> What you should do
From the first line to the last, copy the listing below word for word.
(Materials provided Opens)
// Author: Dustin Pilgrim
// License: MIT

use std::path::Path;

use serde_json::json;

use crate::ast::{Attribute, AttributeValue, Block, Document, Scalar};
use crate::config::NeclConfig;
use crate::NeclError;

/// Export a NECL document to JSON.
///
/// Attributes map to their plain JSON values:
/// - Strings, integers, floats, booleans → direct mapping
/// - Arrays → JSON arrays of the same
/// - Unevaluated conditional outcomes → their raw text
///
/// Blocks become nested `{"attributes": {...}, "blocks": {...}}` objects, and
/// the document itself has the same shape. Source order is preserved.
///
/// # Examples
/// ```no_run
/// use necl::{parse_str, export::export_document_to_json};
///
/// # fn main() -> Result<(), Box<dyn std::error::Error>> {
/// let doc = parse_str("replicas = 3")?;
/// println!("{}", export_document_to_json(&doc)?);
/// # Ok(())
/// # }
/// ```
pub fn export_document_to_json(doc: &Document) -> Result<String, NeclError> {
    serde_json::to_string_pretty(&document_to_value(doc)).map_err(|e| NeclError::ExportError {
        message: e.to_string(),
        hint: None,
    })
}

/// The JSON tree [`export_document_to_json`] renders.
pub fn document_to_value(doc: &Document) -> serde_json::Value {
    json!({
        "attributes": attributes_to_json(doc.attributes.values()),
        "blocks": blocks_to_json(doc.blocks.values()),
    })
}

/// Plain JSON for a single attribute value.
pub fn attribute_value_to_json(value: &AttributeValue) -> serde_json::Value {
    match value {
        AttributeValue::Scalar(s) => scalar_to_json(s),
        AttributeValue::Array(items) => json!(items.iter().map(scalar_to_json).collect::<Vec<_>>()),
    }
}

fn scalar_to_json(s: &Scalar) -> serde_json::Value {
    match s {
        Scalar::String(s) | Scalar::Expression(s) => json!(s),
        Scalar::Integer(n) => json!(n),
        // via the shortest decimal form so 0.1 stays 0.1 instead of 0.10000000149
        Scalar::Float(f) => f.to_string().parse::<f64>().map(|f| json!(f)).unwrap_or(serde_json::Value::Null),
        Scalar::Bool(b) => json!(b),
    }
}

fn attributes_to_json<'a>(attributes: impl Iterator<Item = &'a Attribute>) -> serde_json::Value {
    attributes
        .map(|a| (a.name.clone(), attribute_value_to_json(&a.value)))
        .collect::<serde_json::Map<_, _>>()
        .into()
}

/// A block in the same `{"attributes", "blocks"}` shape as the document.
pub fn block_to_value(block: &Block) -> serde_json::Value {
    json!({
        "attributes": attributes_to_json(block.attributes.values()),
        "blocks": blocks_to_json(block.blocks.values()),
    })
}

fn blocks_to_json<'a>(blocks: impl Iterator<Item = &'a Block>) -> serde_json::Value {
    blocks
        .map(|b| (b.name.clone(), block_to_value(b)))
        .collect::<serde_json::Map<_, _>>()
        .into()
}

/// Export a `.necl` file directly to JSON.
///
/// Convenience function that reads, parses, and exports in one call.
///
/// # Errors
/// Returns error if the path isn't a readable `.necl` file or the file
/// doesn't evaluate.
pub fn export_necl_file<P: AsRef<Path>>(path: P) -> Result<String, NeclError> {
    let config = NeclConfig::from_file(path)?;
    export_document_to_json(config.document())
}

#[cfg(test)]
mod tests {
    use super::*;
    use crate::parser::parse_str;
    use std::fs;

    #[test]
    fn test_export_document_to_json() {
        let doc = parse_str(
            r#"
name = "demo"
ratio = 0.1
tags = ["a", 2, false]
outer {
    inner {
        deep = true
    }
    n = 1
}
"#,
        )
        .expect("Failed to parse");

        let json_output = export_document_to_json(&doc).expect("Failed to export document to JSON");
        println!("--- Exported JSON ---\n{}", json_output);

        let v: serde_json::Value = serde_json::from_str(&json_output).unwrap();
        assert_eq!(v["attributes"]["name"], "demo");
        assert_eq!(v["attributes"]["ratio"], 0.1);
        assert_eq!(v["attributes"]["tags"], json!(["a", 2, false]));
        assert_eq!(v["blocks"]["outer"]["attributes"]["n"], 1);
        assert_eq!(v["blocks"]["outer"]["blocks"]["inner"]["attributes"]["deep"], true);
    }

    #[test]
    fn test_export_keeps_order() {
        let doc = parse_str("z = 1\na = 2\nm = 3").unwrap();
        let v = document_to_value(&doc);
        let keys: Vec<&String> = v["attributes"].as_object().unwrap().keys().collect();
        assert_eq!(keys, vec!["z", "a", "m"]);
    }

    #[test]
    fn test_export_expression_outcome_as_text() {
        let doc = parse_str("x = if true ? 1==1 : 2==2").unwrap();
        assert_eq!(document_to_value(&doc)["attributes"]["x"], "1==1");
    }

    #[test]
    fn test_export_necl_file() {
        let dir = tempfile::tempdir().unwrap();
        let path = dir.path().join("svc.necl");
        fs::write(&path, "service {\n  port = 80\n}\n").unwrap();

        let json_output = export_necl_file(&path).unwrap();
        let v: serde_json::Value = serde_json::from_str(&json_output).unwrap();
        assert_eq!(v["blocks"]["service"]["attributes"]["port"], 80);

        let err = export_necl_file(dir.path().join("svc.json")).unwrap_err();
        assert_eq!(err.code(), 100);
    }
}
(Materials provided Closes)
> Exercise answer
// Author: Dustin Pilgrim
// License: MIT

use std::path::Path;

use serde_json::json;

use crate::ast::{Attribute, AttributeValue, Block, Document, Scalar};
use crate::config::NeclConfig;
use crate::NeclError;

/// Export a NECL document to JSON.
///
/// Attributes map to their plain JSON values:
/// - Strings, integers, floats, booleans → direct mapping
/// - Arrays → JSON arrays of the same
/// - Unevaluated conditional outcomes → their raw text
///
/// Blocks become nested `{"attributes": {...}, "blocks": {...}}` objects, and
/// the document itself has the same shape. Source order is preserved.
///
/// # Examples
/// ```no_run
/// use necl::{parse_str, export::export_document_to_json};
///
/// # fn main() -> Result<(), Box<dyn std::error::Error>> {
/// let doc = parse_str("replicas = 3")?;
/// println!("{}", export_document_to_json(&doc)?);
/// # Ok(())
/// # }
/// ```
pub fn export_document_to_json(doc: &Document) -> Result<String, NeclError> {
    serde_json::to_string_pretty(&document_to_value(doc)).map_err(|e| NeclError::ExportError {
        message: e.to_string(),
        hint: None,
    })
}

/// The JSON tree [`export_document_to_json`] renders.
pub fn document_to_value(doc: &Document) -> serde_json::Value {
    json!({
        "attributes": attributes_to_json(doc.attributes.values()),
        "blocks": blocks_to_json(doc.blocks.values()),
    })
}

/// Plain JSON for a single attribute value.
pub fn attribute_value_to_json(value: &AttributeValue) -> serde_json::Value {
    match value {
        AttributeValue::Scalar(s) => scalar_to_json(s),
        AttributeValue::Array(items) => json!(items.iter().map(scalar_to_json).collect::<Vec<_>>()),
    }
}

fn scalar_to_json(s: &Scalar) -> serde_json::Value {
    match s {
        Scalar::String(s) | Scalar::Expression(s) => json!(s),
        Scalar::Integer(n) => json!(n),
        // via the shortest decimal form so 0.1 stays 0.1 instead of 0.10000000149
        Scalar::Float(f) => f.to_string().parse::<f64>().map(|f| json!(f)).unwrap_or(serde_json::Value::Null),
        Scalar::Bool(b) => json!(b),
    }
}

fn attributes_to_json<'a>(attributes: impl Iterator<Item = &'a Attribute>) -> serde_json::Value {
    attributes
        .map(|a| (a.name.clone(), attribute_value_to_json(&a.value)))
        .collect::<serde_json::Map<_, _>>()
        .into()
}

/// A block in the same `{"attributes", "blocks"}` shape as the document.
pub fn block_to_value(block: &Block) -> serde_json::Value {
    json!({
        "attributes": attributes_to_json(block.attributes.values()),
        "blocks": blocks_to_json(block.blocks.values()),
    })
}

fn blocks_to_json<'a>(blocks: impl Iterator<Item = &'a Block>) -> serde_json::Value {
    blocks
        .map(|b| (b.name.clone(), block_to_value(b)))
        .collect::<serde_json::Map<_, _>>()
        .into()
}

/// Export a `.necl` file directly to JSON.
///
/// Convenience function that reads, parses, and exports in one call.
///
/// # Errors
/// Returns error if the path isn't a readable `.necl` file or the file
/// doesn't evaluate.
pub fn export_necl_file<P: AsRef<Path>>(path: P) -> Result<String, NeclError> {
    let config = NeclConfig::from_file(path)?;
    export_document_to_json(config.document())
}

#[cfg(test)]
mod tests {
    use super::*;
    use crate::parser::parse_str;
    use std::fs;

    #[test]
    fn test_export_document_to_json() {
        let doc = parse_str(
            r#"
name = "demo"
ratio = 0.1
tags = ["a", 2, false]
outer {
    inner {
        deep = true
    }
    n = 1
}
"#,
        )
        .expect("Failed to parse");

        let json_output = export_document_to_json(&doc).expect("Failed to export document to JSON");
        println!("--- Exported JSON ---\n{}", json_output);

        let v: serde_json::Value = serde_json::from_str(&json_output).unwrap();
        assert_eq!(v["attributes"]["name"], "demo");
        assert_eq!(v["attributes"]["ratio"], 0.1);
        assert_eq!(v["attributes"]["tags"], json!(["a", 2, false]));
        assert_eq!(v["blocks"]["outer"]["attributes"]["n"], 1);
        assert_eq!(v["blocks"]["outer"]["blocks"]["inner"]["attributes"]["deep"], true);
    }

    #[test]
    fn test_export_keeps_order() {
        let doc = parse_str("z = 1\na = 2\nm = 3").unwrap();
        let v = document_to_value(&doc);
        let keys: Vec<&String> = v["attributes"].as_object().unwrap().keys().collect();
        assert_eq!(keys, vec!["z", "a", "m"]);
    }

    #[test]
    fn test_export_expression_outcome_as_text() {
        let doc = parse_str("x = if true ? 1==1 : 2==2").unwrap();
        assert_eq!(document_to_value(&doc)["attributes"]["x"], "1==1");
    }

    #[test]
    fn test_export_necl_file() {
        let dir = tempfile::tempdir().unwrap();
        let path = dir.path().join("svc.necl");
        fs::write(&path, "service {\n  port = 80\n}\n").unwrap();

        let json_output = export_necl_file(&path).unwrap();
        let v: serde_json::Value = serde_json::from_str(&json_output).unwrap();
        assert_eq!(v["blocks"]["service"]["attributes"]["port"], 80);

        let err = export_necl_file(dir.path().join("svc.json")).unwrap_err();
        assert_eq!(err.code(), 100);
    }
}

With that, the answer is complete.